Quantum information in quantum cognition

Posted by in categories: neuroscience, particle physics, quantum physics

Some research topics, says conventional wisdom, a physics PhD student shouldn’t touch with an iron-tipped medieval lance: sinkholes in the foundations of quantum theory. Problems so hard, you’d have a snowball’s chance of achieving progress. Problems so obscure, you’d have a snowball’s chance of convincing anyone to care about progress. Whether quantum physics could influence cognition much.

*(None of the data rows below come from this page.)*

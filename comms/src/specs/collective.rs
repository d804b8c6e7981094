use std::fmt;

use serde::{Deserialize, Serialize};

/// How the per-rank values of a reduction are combined.
#[derive(Debug, Clone, Copy, PartialEq, Eq, Serialize, Deserialize)]
#[serde(rename_all = "snake_case")]
pub enum ReduceOp {
    Sum,
    /// Sum divided by the world size.
    Avg,
    Max,
    Min,
}

impl ReduceOp {
    fn code(self) -> u32 {
        match self {
            Self::Sum => 0,
            Self::Avg => 1,
            Self::Max => 2,
            Self::Min => 3,
        }
    }

    fn from_code(code: u32) -> Option<Self> {
        let op = match code {
            0 => Self::Sum,
            1 => Self::Avg,
            2 => Self::Max,
            3 => Self::Min,
            _ => return None,
        };

        Some(op)
    }

    /// Folds `other` into `acc` element-wise.
    ///
    /// `Avg` accumulates as a sum, the division happens once in `finish`.
    pub fn combine(self, acc: &mut [f32], other: &[f32]) {
        let f: fn(f32, f32) -> f32 = match self {
            Self::Sum | Self::Avg => |a: f32, b: f32| a + b,
            Self::Max => f32::max,
            Self::Min => f32::min,
        };

        for (a, b) in acc.iter_mut().zip(other) {
            *a = f(*a, *b);
        }
    }

    /// Applies the final step of the reduction once every contribution was combined.
    pub fn finish(self, acc: &mut [f32], world_size: usize) {
        if let Self::Avg = self {
            let n = world_size as f32;
            acc.iter_mut().for_each(|a| *a /= n);
        }
    }
}

/// The kind of collective a frame belongs to.
///
/// Every rank must issue the same kind for the same sequence number.
#[derive(Debug, Clone, Copy, PartialEq, Eq)]
pub enum CollectiveOp {
    Barrier,
    Reduce(ReduceOp),
    Broadcast { src: usize },
}

impl CollectiveOp {
    /// Encodes the op as a `(tag, argument)` pair for the frame header.
    pub(crate) fn encode(self) -> (u32, u32) {
        match self {
            Self::Barrier => (0, 0),
            Self::Reduce(op) => (1, op.code()),
            Self::Broadcast { src } => (2, src as u32),
        }
    }

    pub(crate) fn decode(tag: u32, arg: u32) -> Option<Self> {
        let op = match tag {
            0 => Self::Barrier,
            1 => Self::Reduce(ReduceOp::from_code(arg)?),
            2 => Self::Broadcast { src: arg as usize },
            _ => return None,
        };

        Some(op)
    }
}

impl fmt::Display for CollectiveOp {
    fn fmt(&self, f: &mut fmt::Formatter<'_>) -> fmt::Result {
        match self {
            Self::Barrier => f.write_str("barrier"),
            Self::Reduce(op) => write!(f, "reduce({op:?})"),
            Self::Broadcast { src } => write!(f, "broadcast(src={src})"),
        }
    }
}

#[cfg(test)]
mod tests {
    use super::*;

    #[test]
    fn avg_divides_once_after_combining() {
        let mut acc = vec![1.0, 2.0];
        ReduceOp::Avg.combine(&mut acc, &[3.0, 4.0]);
        ReduceOp::Avg.combine(&mut acc, &[5.0, 6.0]);
        ReduceOp::Avg.finish(&mut acc, 3);
        assert_eq!(acc, vec![3.0, 4.0]);
    }

    #[test]
    fn max_and_min_are_elementwise() {
        let mut hi = vec![1.0, 9.0];
        ReduceOp::Max.combine(&mut hi, &[4.0, -1.0]);
        assert_eq!(hi, vec![4.0, 9.0]);

        let mut lo = vec![1.0, 9.0];
        ReduceOp::Min.combine(&mut lo, &[4.0, -1.0]);
        assert_eq!(lo, vec![1.0, -1.0]);
    }

    #[test]
    fn op_codes_are_stable() {
        for op in [
            CollectiveOp::Barrier,
            CollectiveOp::Reduce(ReduceOp::Min),
            CollectiveOp::Broadcast { src: 3 },
        ] {
            let (tag, arg) = op.encode();
            assert_eq!(CollectiveOp::decode(tag, arg), Some(op));
        }

        assert_eq!(CollectiveOp::decode(7, 0), None);
        assert_eq!(CollectiveOp::decode(1, 9), None);
    }
}
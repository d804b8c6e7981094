pub mod collective;
pub mod group;
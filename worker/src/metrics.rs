use std::time::Duration;

/// What a rank did during a training run.
#[derive(Debug, Default, Clone)]
pub struct WorkerMetrics {
    /// Time spent in local forward and backward passes.
    pub compute_time: Duration,
    /// Time spent waiting on the group's reductions.
    pub sync_time: Duration,

    pub epochs: u64,
    pub steps: u64,
    /// Samples this rank computed over, padding included.
    pub samples: u64,
    /// The last group-averaged loss.
    pub last_loss: Option<f32>,
}

impl WorkerMetrics {
    #[inline]
    pub fn bump_step(&mut self) {
        self.steps += 1;
    }

    #[inline]
    pub fn bump_epoch(&mut self) {
        self.epochs += 1;
    }

    #[inline]
    pub fn add_samples(&mut self, n: usize) {
        self.samples += n as u64;
    }
}
use std::num::NonZeroUsize;

use crate::{
    data::{Remainder, ShardLayout, ShardPlan, Shuffle},
    gate::GateScope,
};

const DEFAULT_EPOCHS: NonZeroUsize = NonZeroUsize::new(9).unwrap();
const DEFAULT_BATCH_SIZE: NonZeroUsize = NonZeroUsize::new(100).unwrap();
const DEFAULT_LOG_INTERVAL: NonZeroUsize = NonZeroUsize::new(10).unwrap();

/// Immutable execution bounds of a training run, identical on every rank.
///
/// Steps are bounded by the process group's timeout, a step that does not
/// complete in time fails with `WorkerErr::StepTimeout`.
#[derive(Debug, Clone, PartialEq, Eq)]
pub struct TrainingConfig {
    pub epochs: NonZeroUsize,
    /// Samples per batch and rank.
    pub batch_size: NonZeroUsize,
    pub shuffle: Shuffle,
    pub remainder: Remainder,
    pub layout: ShardLayout,
    /// The designated rank logs progress every `log_interval` batches.
    pub log_interval: NonZeroUsize,
    pub gate: GateScope,
}

impl Default for TrainingConfig {
    fn default() -> Self {
        let plan = ShardPlan::default();

        Self {
            epochs: DEFAULT_EPOCHS,
            batch_size: DEFAULT_BATCH_SIZE,
            shuffle: plan.shuffle,
            remainder: plan.remainder,
            layout: plan.layout,
            log_interval: DEFAULT_LOG_INTERVAL,
            gate: GateScope::default(),
        }
    }
}

impl TrainingConfig {
    /// The sharding decisions of this run.
    pub fn shard_plan(&self) -> ShardPlan {
        ShardPlan {
            shuffle: self.shuffle,
            remainder: self.remainder,
            layout: self.layout,
        }
    }
}

#[cfg(test)]
mod tests {
    use super::*;

    #[test]
    fn defaults() {
        let config = TrainingConfig::default();
        assert_eq!(config.epochs.get(), 9);
        assert_eq!(config.batch_size.get(), 100);
        assert_eq!(config.log_interval.get(), 10);
        assert_eq!(config.shard_plan(), ShardPlan::default());
        assert_eq!(config.gate, GateScope::Global);
    }
}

Quantum physics influences cognition insofar as (i) quantum physics prevents atoms from imploding and (ii) implosion inhabits atoms from contributing to cognition. But most physicists believe that useful entanglement can’t survive in brains. Entanglement consists of correlations shareable by quantum systems and stronger than any achievable by classical systems. Useful entanglement dies quickly in hot, wet, random environments.

Brains form such environments. Imagine injecting entangled molecules A and B into someone’s brain. Water, ions, and other particles would bombard the molecules. The higher the temperature, the heavier the bombardment. The bombardiers would entangle with the molecules via electric and magnetic fields. Each molecule can share only so much entanglement. The more A entangled with the environment, the less A could remain entangled with B. A would come to share a tiny amount of entanglement with each of many particles. Such tiny amounts couldn’t accomplish much. So quantum physics seems unlikely to affect cognition significantly.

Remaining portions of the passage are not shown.